# What the exercise asks
Locate all lines in the data below that hold "integer" and show them.

# Records for the task
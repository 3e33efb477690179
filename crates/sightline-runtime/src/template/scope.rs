//! Macro scope carried through recursive template flattening.

use std::path::{Path, PathBuf};
use std::sync::Arc;

use smol_str::SmolStr;

use super::MacroTable;

/// Stack of (macro table, originating file) levels.
///
/// Scopes are values: descending produces a new scope and never changes the
/// one it came from, so a child always sees the table as it was at the
/// moment of descent.
#[derive(Debug, Clone)]
pub struct TemplateScope {
    head: ScopeLevel,
    parents: Vec<ScopeLevel>,
}

#[derive(Debug, Clone)]
struct ScopeLevel {
    macros: Arc<MacroTable>,
    file: SmolStr,
    path: Option<PathBuf>,
    include: bool,
}

impl TemplateScope {
    /// Scope for a top-level document.
    #[must_use]
    pub fn root(path: &Path, macros: MacroTable) -> Self {
        Self {
            head: ScopeLevel {
                macros: Arc::new(macros),
                file: file_identity(path),
                path: Some(path.to_path_buf()),
                include: true,
            },
            parents: Vec::new(),
        }
    }

    /// Scope for a document not backed by a file.
    #[must_use]
    pub fn detached(file: &str, macros: MacroTable) -> Self {
        Self {
            head: ScopeLevel {
                macros: Arc::new(macros),
                file: SmolStr::new(file),
                path: None,
                include: true,
            },
            parents: Vec::new(),
        }
    }

    /// Active macro table.
    #[must_use]
    pub fn macros(&self) -> &MacroTable {
        &self.head.macros
    }

    /// Identity of the file the current level was declared in.
    #[must_use]
    pub fn file(&self) -> &str {
        &self.head.file
    }

    /// Number of include levels below the root document.
    #[must_use]
    pub fn depth(&self) -> usize {
        self.levels()
            .filter(|level| level.include)
            .count()
            .saturating_sub(1)
    }

    /// Directory of the nearest file-backed level.
    #[must_use]
    pub fn directory(&self) -> Option<&Path> {
        std::iter::once(&self.head)
            .chain(self.parents.iter().rev())
            .find_map(|level| level.path.as_deref())
            .and_then(Path::parent)
    }

    /// True when `path` is already being flattened further up this scope.
    #[must_use]
    pub fn contains_path(&self, path: &Path) -> bool {
        self.levels()
            .filter_map(|level| level.path.as_deref())
            .any(|ancestor| ancestor == path)
    }

    /// Descends into an included document. Without a macro table of its own
    /// the child inherits the active one.
    #[must_use]
    pub fn include(&self, path: &Path, macros: Option<MacroTable>) -> Self {
        self.push(ScopeLevel {
            macros: self.inherit(macros),
            file: file_identity(path),
            path: Some(path.to_path_buf()),
            include: true,
        })
    }

    /// Descends into a container of the same document.
    #[must_use]
    pub fn nest(&self, macros: Option<MacroTable>) -> Self {
        self.push(ScopeLevel {
            macros: self.inherit(macros),
            file: SmolStr::new(self.file()),
            path: None,
            include: false,
        })
    }

    /// Files from the root document down to the current level.
    pub fn files(&self) -> impl Iterator<Item = &str> {
        self.levels()
            .filter(|level| level.include)
            .map(|level| level.file.as_str())
    }

    fn inherit(&self, macros: Option<MacroTable>) -> Arc<MacroTable> {
        match macros.filter(|table| !table.is_empty()) {
            Some(table) => Arc::new(table),
            None => std::iter::once(&self.head)
                .chain(self.parents.iter().rev())
                .map(|level| &level.macros)
                .find(|table| !table.is_empty())
                .cloned()
                .unwrap_or_default(),
        }
    }

    fn levels(&self) -> impl Iterator<Item = &ScopeLevel> {
        self.parents.iter().chain(std::iter::once(&self.head))
    }

    fn push(&self, level: ScopeLevel) -> Self {
        let mut parents = self.parents.clone();
        parents.push(self.head.clone());
        Self {
            head: level,
            parents,
        }
    }
}

fn file_identity(path: &Path) -> SmolStr {
    path.file_stem()
        .map_or_else(SmolStr::default, |stem| SmolStr::new(stem.to_string_lossy()))
}

#[cfg(test)]
mod tests {
    use super::*;

    #[test]
    fn child_without_macros_inherits_parent_table() {
        let root = TemplateScope::root(Path::new("/d/main.ui"), MacroTable::parse("P=SR1"));
        let child = root.include(Path::new("/d/panel.ui"), None);
        assert_eq!(child.macros().get("P"), Some("SR1"));
        assert_eq!(child.file(), "panel");
        assert_eq!(child.depth(), 1);
    }

    #[test]
    fn own_macros_shadow_and_do_not_leak_upward() {
        let root = TemplateScope::root(Path::new("/d/main.ui"), MacroTable::parse("P=SR1"));
        let child = root.include(Path::new("/d/panel.ui"), Some(MacroTable::parse("P=SR2")));
        assert_eq!(child.macros().get("P"), Some("SR2"));
        assert_eq!(root.macros().get("P"), Some("SR1"));
    }

    #[test]
    fn empty_level_inherits_nearest_non_empty_table() {
        let root = TemplateScope::root(Path::new("/d/main.ui"), MacroTable::parse("P=SR1"));
        let frame = root.nest(Some(MacroTable::new()));
        let child = frame.include(Path::new("/d/panel.ui"), None);
        assert_eq!(child.macros().get("P"), Some("SR1"));
        assert_eq!(frame.depth(), 0);
        assert_eq!(frame.file(), "main");
        assert_eq!(frame.directory(), Some(Path::new("/d")));
    }

    #[test]
    fn cycle_check_sees_ancestors() {
        let root = TemplateScope::root(Path::new("/d/main.ui"), MacroTable::new());
        let child = root.include(Path::new("/d/panel.ui"), None);
        assert!(child.contains_path(Path::new("/d/main.ui")));
        assert!(!child.contains_path(Path::new("/d/other.ui")));
        assert_eq!(child.files().collect::<Vec<_>>(), vec!["main", "panel"]);
    }
}
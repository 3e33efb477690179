//! Loopback value source for development.

use parking_lot::Mutex;
use rustc_hash::FxHashMap;
use smol_str::SmolStr;

use crate::error::DisplayError;
use crate::source::{ChannelLink, SourceHandle, ValueSource, WriteRequest};
use crate::value::{ChannelState, FieldType};

/// Every channel connects immediately at zero; writes are echoed back to all
/// connections of the written name.
#[derive(Debug, Default)]
pub struct LoopbackSource {
    inner: Mutex<LoopbackInner>,
}

#[derive(Debug, Default)]
struct LoopbackInner {
    next_handle: u64,
    links: FxHashMap<u64, (SmolStr, ChannelLink)>,
    values: FxHashMap<SmolStr, ChannelState>,
}

impl LoopbackSource {
    #[must_use]
    pub fn new() -> Self {
        Self::default()
    }

    /// Last value written to (or published for) `name`.
    pub fn value(&self, name: &str) -> Option<ChannelState> {
        self.inner.lock().values.get(name).cloned()
    }
}

pub(super) fn initial_state(fec: &str) -> ChannelState {
    ChannelState {
        fec: SmolStr::new(fec),
        ..ChannelState::connected(0.0)
    }
}

pub(super) fn apply_write(state: &mut ChannelState, request: &WriteRequest) {
    match state.field_type {
        FieldType::String => state.text = request.text.clone(),
        FieldType::Enum => {
            #[allow(clippy::cast_precision_loss)]
            let value = request.integer as f64;
            state.value = value;
            state.ivalue = request.integer;
        }
        _ => state.set_value(request.numeric),
    }
}

impl ValueSource for LoopbackSource {
    fn connect(&self, name: &str, link: ChannelLink) -> Result<SourceHandle, DisplayError> {
        let (handle, state) = {
            let mut inner = self.inner.lock();
            let handle = inner.next_handle;
            inner.next_handle += 1;
            let state = inner
                .values
                .entry(SmolStr::new(name))
                .or_insert_with(|| initial_state("loopback"))
                .clone();
            inner
                .links
                .insert(handle, (SmolStr::new(name), link.clone()));
            (handle, state)
        };
        link.publish(state);
        Ok(SourceHandle(handle))
    }

    fn disconnect(&self, handle: SourceHandle) {
        self.inner.lock().links.remove(&handle.0);
    }

    fn write(&self, request: &WriteRequest) -> Result<(), DisplayError> {
        let (state, links) = {
            let mut inner = self.inner.lock();
            let state = inner
                .values
                .entry(request.name.clone())
                .or_insert_with(|| initial_state("loopback"));
            apply_write(state, request);
            let state = state.clone();
            let links: Vec<ChannelLink> = inner
                .links
                .values()
                .filter(|(name, _)| *name == request.name)
                .map(|(_, link)| link.clone())
                .collect();
            (state, links)
        };
        for link in links {
            link.publish(state.clone());
        }
        Ok(())
    }
}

# Task output
            let value = request.integer as f64;
            state.ivalue = request.integer;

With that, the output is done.